Reflections on three years of the UK OER Programmes.


Between 2009 and 2012 the Higher Education Funding Council funded a series of programmes to encourage higher education institutions in the UK to release existing educational content as Open Educational Resources. The HEFCE funded UK OER Programme was run and managed by the JISC and the Higher Education Academy. The JISC CETIS “OER Technology Support Project” provided support for technical innovation across this programme. This book synthesises and reflects on the approaches taken and lessons learnt across the Programme and by the Support Project.

This book is not intended as a beginners guide or a technical manual, instead it is an expert synthesis of the key technical issues arising from a national publicly-funded programme. It is intended for people working with technology to support the creation, management, dissemination and tracking of open educational resources, and particularly those who design digital infrastructure and services at institutional and national level.

Availability

Published by University of Bolton, Deane Road, Bolton, BL3 5AB

ISBN: 978-0-907311-35-5 (print on demand: book (£3.36) printed by Lulu; or free pdf to print yourself)
ISBN: 978-0-907311-36-2 (ebook, Kindle: free download; or from Amazon (77p))
ISBN: 978-0-907311-37-9 (ebook, ePub: free download)
ISBN: 978-0-907311-38-6 (ebook, pdf: free download)
(All prices are the minimum for the distribution channel)

Licence and source

Creative Commons Licence Into the wild – Technology for open educational resources by Amber Thomas, Lorna M. Campbell, Phil Barker and Martin Hawksey (Eds) is licensed under a Creative Commons Attribution 3.0 Unported License.

You are free to share (to copy, distribute and transmit the work) to remix (to adapt the work) and to make commercial use of the work under the proviso that you attribute the origin of the work (if possible please include the title, the names of the editors / authors and a link to this page).

To help you re-use this work editable formats are available. We originally wrote the book using the BookType, an online collaborative authoring and publishing platform. Booktype will allow you to clone our source, contact Phil Barker if you would like to do so. There is also a Word .docx file that we used for the final published versions.

Errors and bugs?

There are some minor bugs in some versions: bullet points don’t display well on the kindle version, reference links are erratic on the ePub version (more for some readers than others), the images on the print pdf have white lines on them.
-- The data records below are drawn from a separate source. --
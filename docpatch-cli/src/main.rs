use clap::{Parser, Subcommand, ValueEnum};
use docpatch::{
    parse_patch_path, parse_patches_json, parse_patches_yaml, Document, DocumentPatch,
    EngineConfig, PatchEngine, PathStep,
};
use std::path::Path;
use std::process;

/// docpatch CLI - apply typed patch batches to content documents
#[derive(Parser)]
#[command(name = "docpatch", version, about)]
struct Cli {
    /// Output format
    #[arg(long, default_value = "json")]
    format: OutputFormat,

    #[command(subcommand)]
    command: Command,
}

#[derive(Clone, ValueEnum)]
enum OutputFormat {
    Yaml,
    Json,
}

#[derive(Subcommand)]
enum Command {
    /// Apply a patch batch to a document and print the result
    Apply {
        /// Document file (.json, .yaml or .yml)
        #[arg(long)]
        document: String,
        /// Patch list file (.json, .yaml or .yml)
        #[arg(long)]
        patches: String,
        /// Engine config file (YAML)
        #[arg(long)]
        config: Option<String>,
        /// Fail without output if any patch is rejected
        #[arg(long)]
        atomic: bool,
    },

    /// Parse a patch path and print its steps
    CheckPath {
        /// Path string, e.g. sections[2].title
        path: String,
    },
}

fn main() {
    env_logger::init();
    let cli = Cli::parse();

    if let Err(e) = run(cli) {
        eprintln!("ERROR:{e}");
        process::exit(1);
    }
}

fn run(cli: Cli) -> Result<(), Box<dyn std::error::Error>> {
    match cli.command {
        Command::Apply {
            document,
            patches,
            config,
            atomic,
        } => {
            let engine = match config {
                Some(path) => PatchEngine::from_config_str(&read_file(&path)?)?,
                None => PatchEngine::new(EngineConfig::default()),
            };
            let doc = read_document(&document)?;
            let batch = read_patches(&patches)?;
            log::info!("Applying {} patches to {document}", batch.len());

            let result = engine.apply(&doc, &batch);
            if atomic && !result.is_ok() {
                let errors = serde_json::to_value(&result.errors)?;
                print_output(&serde_json::json!({ "errors": errors }), &cli.format)?;
                return Err(format!("{} of {} patches rejected", result.errors.len(), batch.len()).into());
            }
            print_output(&serde_json::to_value(&result)?, &cli.format)?;
        }

        Command::CheckPath { path } => {
            let parsed = parse_patch_path(&path)?;
            let steps: Vec<serde_json::Value> = parsed
                .steps()
                .iter()
                .map(|step| match step {
                    PathStep::Field(name) => serde_json::json!({ "field": name }),
                    PathStep::Index(index) => serde_json::json!({ "index": index }),
                })
                .collect();
            print_output(
                &serde_json::json!({ "path": parsed.to_string(), "steps": steps }),
                &cli.format,
            )?;
        }
    }

    Ok(())
}

fn print_output(
    value: &serde_json::Value,
    format: &OutputFormat,
) -> Result<(), Box<dyn std::error::Error>> {
    match format {
        OutputFormat::Json => println!("{}", serde_json::to_string_pretty(value)?),
        OutputFormat::Yaml => print!("{}", serde_yaml::to_string(value)?),
    }
    Ok(())
}

fn read_file(path: &str) -> Result<String, Box<dyn std::error::Error>> {
    std::fs::read_to_string(path).map_err(|e| format!("Failed to read '{path}': {e}").into())
}

fn is_yaml(path: &str) -> bool {
    matches!(
        Path::new(path).extension().and_then(|ext| ext.to_str()),
        Some("yaml") | Some("yml")
    )
}

fn read_document(path: &str) -> Result<Document, Box<dyn std::error::Error>> {
    let content = read_file(path)?;
    let doc = if is_yaml(path) {
        Document::from_yaml_str(&content)?
    } else {
        Document::from_json_str(&content)?
    };
    Ok(doc)
}

fn read_patches(path: &str) -> Result<Vec<DocumentPatch>, Box<dyn std::error::Error>> {
    let content = read_file(path)?;
    let patches = if is_yaml(path) {
        parse_patches_yaml(&content)?
    } else {
        parse_patches_json(&content)?
    };
    Ok(patches)
}
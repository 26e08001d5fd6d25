// Field patches - set and clear a single addressed field

use crate::document::Value;
use crate::error::PatchError;
use crate::path::{PatchPath, PathStep};
use crate::resolve::{resolve, resolve_mut, Target};

/// Replace the value at `path`. Object values replace the whole subtree.
pub fn set(root: &mut Value, path: &PatchPath, value: Value) -> Result<(), PatchError> {
    check_set(root, path)?;
    resolve_mut(root, path)?.replace(value);
    Ok(())
}

/// Replace the value at `path` with null. The key must already exist.
pub fn clear(root: &mut Value, path: &PatchPath) -> Result<(), PatchError> {
    check_clear(root, path)?;
    resolve_mut(root, path)?.replace(Value::Null);
    Ok(())
}

/// Validate a `set` against the snapshot without writing anything.
pub(crate) fn check_set(root: &Value, path: &PatchPath) -> Result<(), PatchError> {
    let target = resolve(root, path)?;
    match target.get() {
        Some(existing) => reject_container(path, existing),
        None => check_index_in_bounds(path, &target),
    }
}

fn check_clear(root: &Value, path: &PatchPath) -> Result<(), PatchError> {
    let target = resolve(root, path)?;
    match (target.step, target.get()) {
        (_, Some(existing)) => reject_container(path, existing),
        (PathStep::Field(key), None) => Err(PatchError::field_not_found(
            path.to_string(),
            format!("field '{key}' does not exist"),
        )),
        (PathStep::Index(_), None) => check_index_in_bounds(path, &target),
    }
}

/// Arrays hold list or block content and are only changed by array/block patches.
fn reject_container(path: &PatchPath, existing: &Value) -> Result<(), PatchError> {
    if existing.is_array() {
        return Err(PatchError::type_mismatch(
            path.to_string(),
            format!("'{path}' holds an array; use array or block patches to change it"),
        ));
    }
    Ok(())
}

fn check_index_in_bounds(path: &PatchPath, target: &Target<'_>) -> Result<(), PatchError> {
    match (target.step, target.parent_len()) {
        (PathStep::Index(index), Some(len)) if *index >= len => {
            Err(PatchError::index_out_of_bounds(
                path.to_string(),
                format!("index {index} is out of bounds (length {len})"),
            ))
        }
        _ => Ok(()),
    }
}
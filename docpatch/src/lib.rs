//! Typed, path-addressed patches for structured content documents.
//!
//! A batch of [`DocumentPatch`]es is applied to an immutable [`Document`]
//! snapshot with [`apply_patches`] (or a configured [`PatchEngine`]). Each
//! patch either applies fully or is reported in the result's `errors`; the
//! returned document is always well formed.
//!
//! ```
//! use docpatch::{apply_patches, Document, DocumentPatch};
//!
//! let doc = Document::from(serde_json::json!({"title": "Old", "tags": ["a", "b", "c"]}));
//! let result = apply_patches(
//!     &doc,
//!     &[
//!         DocumentPatch::field_set("title", "New"),
//!         DocumentPatch::array_move("tags", 0, 2),
//!     ],
//! );
//!
//! assert!(result.is_ok());
//! assert_eq!(
//!     result.document.to_json(),
//!     serde_json::json!({"title": "New", "tags": ["b", "c", "a"]})
//! );
//! ```

pub mod apply;
pub mod array;
pub mod block;
pub mod config;
pub mod document;
pub mod error;
pub mod field;
pub mod patch;
pub mod path;
pub mod resolve;

pub use apply::{apply_patches, ApplyPatchesResult, PatchEngine};
pub use config::{parse_config_str, EngineConfig, IdStrategy};
pub use document::{Document, Map, Value, ValueKind};
pub use error::{DocPatchError, ErrorKind, PatchError, Result};
pub use patch::{parse_patches_json, parse_patches_yaml, BlockPosition, DocumentPatch};
pub use path::{parse_patch_path, PatchPath, PathStep};
pub use resolve::{resolve, Target};
use briar_he::HeError;
use briar_math::MathError;
use thiserror::Error;

/// Failures surfaced by the nearest-neighbor engine.
#[derive(Debug, Error)]
pub enum PnnsError {
	/// A ciphertext matrix carries no ciphertexts.
	#[error("ciphertext array is empty")]
	EmptyCiphertextArray,

	/// A plaintext matrix carries no plaintexts.
	#[error("plaintext array is empty")]
	EmptyPlaintextArray,

	/// The vector database is empty.
	#[error("database is empty")]
	EmptyDatabase,

	/// A matrix does not have the two SIMD rows batching provides.
	#[error("expected {expected} SIMD rows, found {actual}")]
	IncorrectSimdRowsCount {
		/// Rows found.
		actual: usize,
		/// Rows required.
		expected: usize,
	},

	/// Matrix dimensions are degenerate.
	#[error("invalid matrix dimensions {row_count}x{column_count}")]
	InvalidMatrixDimensions {
		/// Row count.
		row_count: usize,
		/// Column count.
		column_count: usize,
	},

	/// A query does not carry one ciphertext matrix per plaintext modulus.
	#[error("query holds {actual} ciphertext matrices, expected {expected}")]
	InvalidQueryCiphertextMatrixCount {
		/// Matrices present.
		actual: usize,
		/// Matrices expected.
		expected: usize,
	},

	/// The data does not fit the SIMD slot grid.
	#[error("SIMD encoding does not support {reason}")]
	SimdEncodingNotSupported {
		/// Which bound failed.
		reason: String,
	},

	/// A cross-check between configuration and data failed.
	#[error("validation failed: {reason}")]
	ValidationError {
		/// What failed.
		reason: String,
	},

	/// A ciphertext matrix has the wrong ciphertext count.
	#[error("matrix holds {actual} ciphertexts, expected {expected}")]
	WrongCiphertextCount {
		/// Ciphertexts present.
		actual: usize,
		/// Ciphertexts expected.
		expected: usize,
	},

	/// An operand lives in a different context.
	#[error("operand belongs to a different context")]
	WrongContext,

	/// The client and server disagree on the plaintext-CRT modulus count.
	#[error("{actual} contexts supplied, expected {expected}")]
	WrongContextsCount {
		/// Contexts supplied.
		actual: usize,
		/// Contexts expected.
		expected: usize,
	},

	/// The requested distance metric does not match the database.
	#[error("wrong distance metric")]
	WrongDistanceMetric,

	/// An encoding was given the wrong number of values.
	#[error("{actual} values supplied, expected {expected}")]
	WrongEncodingValuesCount {
		/// Values supplied.
		actual: usize,
		/// Values expected.
		expected: usize,
	},

	/// The query was built under different encryption parameters.
	#[error("wrong encryption parameters")]
	WrongEncryptionParameters,

	/// A matrix has the wrong packing for this operation.
	#[error("wrong matrix packing")]
	WrongMatrixPacking,

	/// A plaintext matrix has the wrong plaintext count.
	#[error("matrix holds {actual} plaintexts, expected {expected}")]
	WrongPlaintextCount {
		/// Plaintexts present.
		actual: usize,
		/// Plaintexts expected.
		expected: usize,
	},

	/// Scheme-layer failure.
	#[error(transparent)]
	He(#[from] HeError),

	/// Word-level failure.
	#[error(transparent)]
	Math(#[from] MathError),
}

/// Crate-local result alias.
pub type Result<T> = std::result::Result<T, PnnsError>;
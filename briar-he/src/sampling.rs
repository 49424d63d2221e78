//! Random polynomial sampling.
//!
//! Every entry point takes a caller-supplied generator; there is no
//! process-wide source. Callers wanting a system CSPRNG pass
//! `rand::rngs::OsRng`, tests pass a seeded `StdRng`.

use rand::{CryptoRng, RngCore};

use crate::format::{Coeff, PolyFormat};
use crate::poly::PolyRq;
use crate::PolyContext;
use briar_math::centered_to_remainder;
use std::sync::Arc;

impl<F: PolyFormat> PolyRq<F> {
	/// Samples every coefficient uniformly from `[0, q_i)`.
	///
	/// Each coefficient takes a fresh 128-bit draw reduced by the
	/// double-word Barrett factor; the statistical bias is below `2^-64`
	/// for any supported modulus. Uniform randomness is basis-agnostic, so
	/// this exists in both formats.
	pub fn random_uniform<R: RngCore + CryptoRng>(
		context: &Arc<PolyContext>,
		rng: &mut R,
	) -> Self {
		let mut poly = Self::zero(context);
		for row in 0..context.modulus_count() {
			let modulus = context.moduli()[row].clone();
			for value in poly.row_mut(row).iter_mut() {
				let draw = (rng.next_u64() as u128) << 64 | rng.next_u64() as u128;
				*value = modulus.reduce_u128(draw);
			}
		}
		poly
	}
}

impl PolyRq<Coeff> {
	/// Samples coefficients from the ternary distribution `{-1, 0, 1}`.
	///
	/// 96 random bits per coefficient are reduced modulo 3, keeping the
	/// bias negligible.
	pub fn random_ternary<R: RngCore + CryptoRng>(
		context: &Arc<PolyContext>,
		rng: &mut R,
	) -> Self {
		let degree = context.degree();
		let mut centered = Vec::with_capacity(degree);
		for _ in 0..degree {
			let draw =
				(rng.next_u64() as u128) << 32 | (rng.next_u64() & 0xFFFF_FFFF) as u128;
			centered.push((draw % 3) as i64 - 1);
		}
		Self::from_centered(context, &centered)
	}

	/// Samples coefficients from the centered binomial distribution with
	/// the given standard deviation.
	///
	/// Uses `k = ceil(2 * sigma^2)` bits per half, so `sigma` must not
	/// exceed 4 (32 bits per half).
	pub fn random_centered_binomial<R: RngCore + CryptoRng>(
		context: &Arc<PolyContext>,
		std_dev: f64,
		rng: &mut R,
	) -> Self {
		let half_bits = (2.0 * std_dev * std_dev).ceil() as u32;
		assert!(half_bits >= 1 && half_bits <= 32, "std_dev out of range");
		let mask = (1u64 << half_bits) - 1;
		let degree = context.degree();
		let mut centered = Vec::with_capacity(degree);
		for _ in 0..degree {
			let draw = rng.next_u64();
			let first = (draw & mask).count_ones() as i64;
			let second = ((draw >> half_bits) & mask).count_ones() as i64;
			centered.push(first - second);
		}
		Self::from_centered(context, &centered)
	}

	/// Builds a polynomial from centered coefficients, reduced per modulus.
	pub fn from_centered(context: &Arc<PolyContext>, centered: &[i64]) -> Self {
		debug_assert_eq!(centered.len(), context.degree());
		let mut poly = Self::zero(context);
		for row in 0..context.modulus_count() {
			let q = context.moduli()[row].value();
			for (value, &coefficient) in poly.row_mut(row).iter_mut().zip(centered) {
				*value = centered_to_remainder(coefficient, q);
			}
		}
		poly
	}
}
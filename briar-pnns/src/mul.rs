//! The encrypted matrix-multiplication engine: baby-step/giant-step
//! plaintext-matrix x ciphertext-vector products, dense-row extraction, and
//! post-multiplication packing.

use std::sync::Arc;

use briar_he::bfv::{
	BfvContext, Ciphertext, EvalPlaintext, EvaluationKey, EvaluationKeyConfig, Plaintext,
};
use briar_he::{Coeff, GaloisElement};
use briar_math::next_power_of_two;

use crate::error::{PnnsError, Result};
use crate::matrix::{
	dense_column_blocks, dense_row_geometry, BabyStepGiantStep, CiphertextMatrix,
	MatrixDimensions, MatrixPacking, PlaintextMatrix, SimdGeometry,
};

/// A diagonal-packed database lifted to the evaluation basis, ready for
/// repeated BSGS products.
pub struct DiagonalMatrix {
	context: Arc<BfvContext>,
	dimensions: MatrixDimensions,
	bsgs: BabyStepGiantStep,
	result_count: usize,
	/// `result_count * (baby * giant)` slots; all-zero diagonals are
	/// `None` and skipped by the inner products.
	diagonals: Vec<Option<EvalPlaintext>>,
}

impl DiagonalMatrix {
	/// Lifts a diagonal-packed plaintext matrix.
	pub fn new(matrix: &PlaintextMatrix) -> Result<Self> {
		let MatrixPacking::Diagonal(bsgs) = matrix.packing() else {
			return Err(PnnsError::WrongMatrixPacking);
		};
		let context = Arc::clone(matrix.context());
		let geometry = SimdGeometry::of(&context);
		let result_count = matrix.dimensions().row_count.div_ceil(geometry.column_count);
		let expected = result_count * bsgs.baby_step * bsgs.giant_step;
		if matrix.plaintexts().len() != expected {
			return Err(PnnsError::WrongPlaintextCount {
				actual: matrix.plaintexts().len(),
				expected,
			});
		}
		let diagonals = matrix
			.plaintexts()
			.iter()
			.map(|plaintext| {
				if plaintext.is_zero() {
					Ok(None)
				} else {
					plaintext.to_eval(context.poly_context()).map(Some)
				}
			})
			.collect::<briar_he::Result<Vec<_>>>()?;
		Ok(Self {
			dimensions: matrix.dimensions(),
			bsgs,
			result_count,
			diagonals,
			context,
		})
	}

	/// The database dimensions.
	pub fn dimensions(&self) -> MatrixDimensions {
		self.dimensions
	}

	/// The BSGS split in use.
	pub fn bsgs(&self) -> BabyStepGiantStep {
		self.bsgs
	}

	/// The owning context.
	pub fn context(&self) -> &Arc<BfvContext> {
		&self.context
	}
}

/// The Galois keys the multiplication pipeline needs: the BSGS rotations,
/// row swapping, the extract-dense-row spread, and the post-packing shift
/// ladder.
pub fn evaluation_key_config(
	context: &Arc<BfvContext>,
	database_dimensions: MatrixDimensions,
	bsgs: &BabyStepGiantStep,
) -> Result<EvaluationKeyConfig> {
	let degree = context.degree();
	let geometry = SimdGeometry::of(context);
	let simd_columns = geometry.column_count;
	let mut elements = vec![GaloisElement::swapping_rows(degree)];
	elements.push(GaloisElement::rotating_columns(-1, degree)?);
	if bsgs.baby_step > 1 && bsgs.baby_step < simd_columns {
		elements.push(GaloisElement::rotating_columns(-(bsgs.baby_step as i64), degree)?);
	}
	// Extract-dense-row spreads a masked tile across its SIMD row.
	let padded_columns =
		next_power_of_two(database_dimensions.column_count as u64) as usize;
	if padded_columns != simd_columns {
		elements.push(GaloisElement::rotating_columns(padded_columns as i64, degree)?);
	}
	// Post-packing shifts result columns by multiples of the block height,
	// composed from +1, +16, and +256 rotations.
	let blocks = dense_column_blocks(
		&geometry,
		MatrixDimensions::new(database_dimensions.row_count, 1)?,
	);
	if blocks.iter().any(|block| block.columns_per_simd_row > 1) {
		elements.push(GaloisElement::rotating_columns(1, degree)?);
		if simd_columns > 16 {
			elements.push(GaloisElement::rotating_columns(16, degree)?);
		}
		if simd_columns > 256 {
			elements.push(GaloisElement::rotating_columns(256, degree)?);
		}
	}
	Ok(EvaluationKeyConfig::new(elements, false))
}

fn rotate_columns(
	ciphertext: &Ciphertext<Coeff>,
	step: i64,
	evaluation_key: &EvaluationKey,
) -> Result<Ciphertext<Coeff>> {
	let degree = ciphertext.context().degree();
	let element = GaloisElement::rotating_columns(step, degree)?;
	Ok(ciphertext.apply_galois(element, evaluation_key)?)
}

/// Shifts slots toward higher column indices by `steps`, composing the
/// +256/+16/+1 rotation ladder.
fn rotate_columns_by_steps(
	ciphertext: Ciphertext<Coeff>,
	steps: usize,
	evaluation_key: &EvaluationKey,
) -> Result<Ciphertext<Coeff>> {
	let mut remaining = steps;
	let mut result = ciphertext;
	for unit in [256usize, 16, 1] {
		while remaining >= unit {
			result = rotate_columns(&result, unit as i64, evaluation_key)?;
			remaining -= unit;
		}
	}
	Ok(result)
}

fn simd_mask(
	context: &Arc<BfvContext>,
	slots: impl Iterator<Item = usize>,
) -> Result<EvalPlaintext> {
	let degree = context.degree();
	let mut values = vec![0u64; degree];
	for slot in slots {
		debug_assert!(slot < degree);
		values[slot] = 1;
	}
	let plaintext = Plaintext::encode_simd(context, &values)?;
	Ok(plaintext.to_eval(context.poly_context())?)
}

/// Broadcasts data row `row` of a dense-row ciphertext matrix across both
/// SIMD rows of a single ciphertext: mask the row's tile, spread it across
/// its SIMD row by rotate-and-add, then duplicate via a row swap.
pub fn extract_dense_row(
	matrix: &CiphertextMatrix<Coeff>,
	row: usize,
	evaluation_key: &EvaluationKey,
) -> Result<Ciphertext<Coeff>> {
	if matrix.packing() != MatrixPacking::DenseRow {
		return Err(PnnsError::WrongMatrixPacking);
	}
	let context = matrix.context();
	let geometry = SimdGeometry::of(context);
	let (padded_columns, rows_per_simd_row) =
		dense_row_geometry(&geometry, matrix.dimensions())?;
	let rows_per_plaintext = geometry.row_count * rows_per_simd_row;

	let ciphertext = matrix
		.ciphertexts()
		.get(row / rows_per_plaintext)
		.ok_or(PnnsError::WrongCiphertextCount {
			actual: matrix.ciphertexts().len(),
			expected: row / rows_per_plaintext + 1,
		})?;
	let tile = row % rows_per_plaintext;
	let simd_row = tile / rows_per_simd_row;
	let tile_offset = (tile % rows_per_simd_row) * padded_columns;
	let mask = simd_mask(
		context,
		(0..padded_columns).map(|slot| simd_row * geometry.column_count + tile_offset + slot),
	)?;
	let masked = ciphertext
		.clone()
		.to_eval()?
		.multiply_plain(&mask)?
		.to_coeff()?;

	// Spread the tile across the whole SIMD row.
	let copies = geometry.column_count / padded_columns;
	let mut accumulator = masked.clone();
	let mut rotated = masked;
	for _ in 1..copies {
		rotated = rotate_columns(&rotated, padded_columns as i64, evaluation_key)?;
		accumulator.add_assign(&rotated);
	}

	// Duplicate into the other SIMD row.
	let swap = GaloisElement::swapping_rows(context.degree());
	let swapped = accumulator.apply_galois(swap, evaluation_key)?;
	accumulator.add_assign(&swapped);
	Ok(accumulator)
}

/// The BSGS plaintext-matrix x ciphertext-vector product.
///
/// `vector` must hold the input vector tiled with the database's padded
/// column period across both SIMD rows (what [`extract_dense_row`]
/// produces). Returns one ciphertext per block of `N/2` database rows; the
/// scores sit in the leading slots of both SIMD rows.
pub fn bsgs_multiply(
	database: &DiagonalMatrix,
	vector: &Ciphertext<Coeff>,
	evaluation_key: &EvaluationKey,
) -> Result<Vec<Ciphertext<Coeff>>> {
	let bsgs = database.bsgs;
	let baby_rotation = GaloisElement::rotating_columns(-1, database.context.degree())?;

	let mut baby_eval = Vec::with_capacity(bsgs.baby_step);
	baby_eval.push(vector.clone().to_eval()?);
	let mut current = vector.clone();
	for _ in 1..bsgs.baby_step {
		current = current.apply_galois(baby_rotation, evaluation_key)?;
		baby_eval.push(current.clone().to_eval()?);
	}

	let mut outputs = Vec::with_capacity(database.result_count);
	for block in 0..database.result_count {
		let mut accumulator: Option<Ciphertext<Coeff>> = None;
		for giant_index in (0..bsgs.giant_step).rev() {
			let window = (0..bsgs.baby_step).map(|baby_index| {
				let diagonal = baby_index + bsgs.baby_step * giant_index;
				database.diagonals[database.result_count * diagonal + block].as_ref()
			});
			let inner =
				Ciphertext::inner_product_plain(&baby_eval, window)?.to_coeff()?;
			accumulator = Some(match accumulator {
				None => inner,
				Some(previous) => {
					let mut rotated = rotate_columns(
						&previous,
						-(bsgs.baby_step as i64),
						evaluation_key,
					)?;
					rotated.add_assign(&inner);
					rotated
				},
			});
		}
		outputs.push(accumulator.expect("giant step is positive"));
	}
	Ok(outputs)
}

/// The full plaintext-matrix x ciphertext-matrix transpose product:
/// `database * query^T`, one extracted-row BSGS product per query row,
/// post-packed into a dense-column ciphertext matrix of scores.
pub fn mul_transpose(
	database: &DiagonalMatrix,
	query: &CiphertextMatrix<Coeff>,
	evaluation_key: &EvaluationKey,
) -> Result<CiphertextMatrix<Coeff>> {
	if query.packing() != MatrixPacking::DenseRow {
		return Err(PnnsError::WrongMatrixPacking);
	}
	if !std::sync::Arc::ptr_eq(query.context(), &database.context) {
		return Err(PnnsError::WrongContext);
	}
	if query.dimensions().column_count != database.dimensions.column_count {
		return Err(PnnsError::ValidationError {
			reason: format!(
				"query vectors of dimension {} against a database of dimension {}",
				query.dimensions().column_count,
				database.dimensions.column_count
			),
		});
	}
	let context = &database.context;
	let geometry = SimdGeometry::of(context);
	let query_count = query.dimensions().row_count;
	let output_dimensions =
		MatrixDimensions::new(database.dimensions.row_count, query_count)?;
	let blocks = dense_column_blocks(&geometry, output_dimensions);
	let swap = GaloisElement::swapping_rows(context.degree());

	let mut outputs: Vec<Option<Ciphertext<Coeff>>> =
		vec![None; blocks.iter().map(|block| block.plaintext_count).sum()];
	for query_row in 0..query_count {
		let extracted = extract_dense_row(query, query_row, evaluation_key)?;
		let scores = bsgs_multiply(database, &extracted, evaluation_key)?;
		for (block, score) in blocks.iter().zip(scores) {
			// One copy of the score column, masked out of SIMD row 0.
			let mask = simd_mask(context, 0..block.height)?;
			let mut placed = score.to_eval()?.multiply_plain(&mask)?.to_coeff()?;
			let tile = query_row % block.columns_per_plaintext;
			let offset = (tile % block.columns_per_simd_row) * block.height;
			if offset > 0 {
				placed = rotate_columns_by_steps(placed, offset, evaluation_key)?;
			}
			if tile / block.columns_per_simd_row == 1 {
				placed = placed.apply_galois(swap, evaluation_key)?;
			}
			let slot =
				&mut outputs[block.offset + query_row / block.columns_per_plaintext];
			match slot {
				None => *slot = Some(placed),
				Some(accumulator) => accumulator.add_assign(&placed),
			}
		}
	}

	Ok(CiphertextMatrix {
		context: Arc::clone(context),
		dimensions: output_dimensions,
		packing: MatrixPacking::DenseColumn,
		ciphertexts: outputs
			.into_iter()
			.map(|ciphertext| ciphertext.expect("every output slot receives a column"))
			.collect(),
	})
}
We hope none of these are serious problems for you. If you do find a serious problem please contact Phil Barker.

The Future of Interoperability Standards in Education – System and Process

Link: The future of interoperability standards in education – system and process (pdf).

In January 2010, JISC CETIS organised a working meeting to bring together participants across a range of standards organisations and communities to look at the future of interoperability standards in the education sector. This paper summarises the views expressed by delegates at the meeting and presents relevant background information on present and future models for collaboration between open and informal communities and the formal standardisation system with particular reference to the current issues and barriers in specification and standard development and adoption processes. This summary also presents a series of suggestions on the possible directions of future interoperability standards in education.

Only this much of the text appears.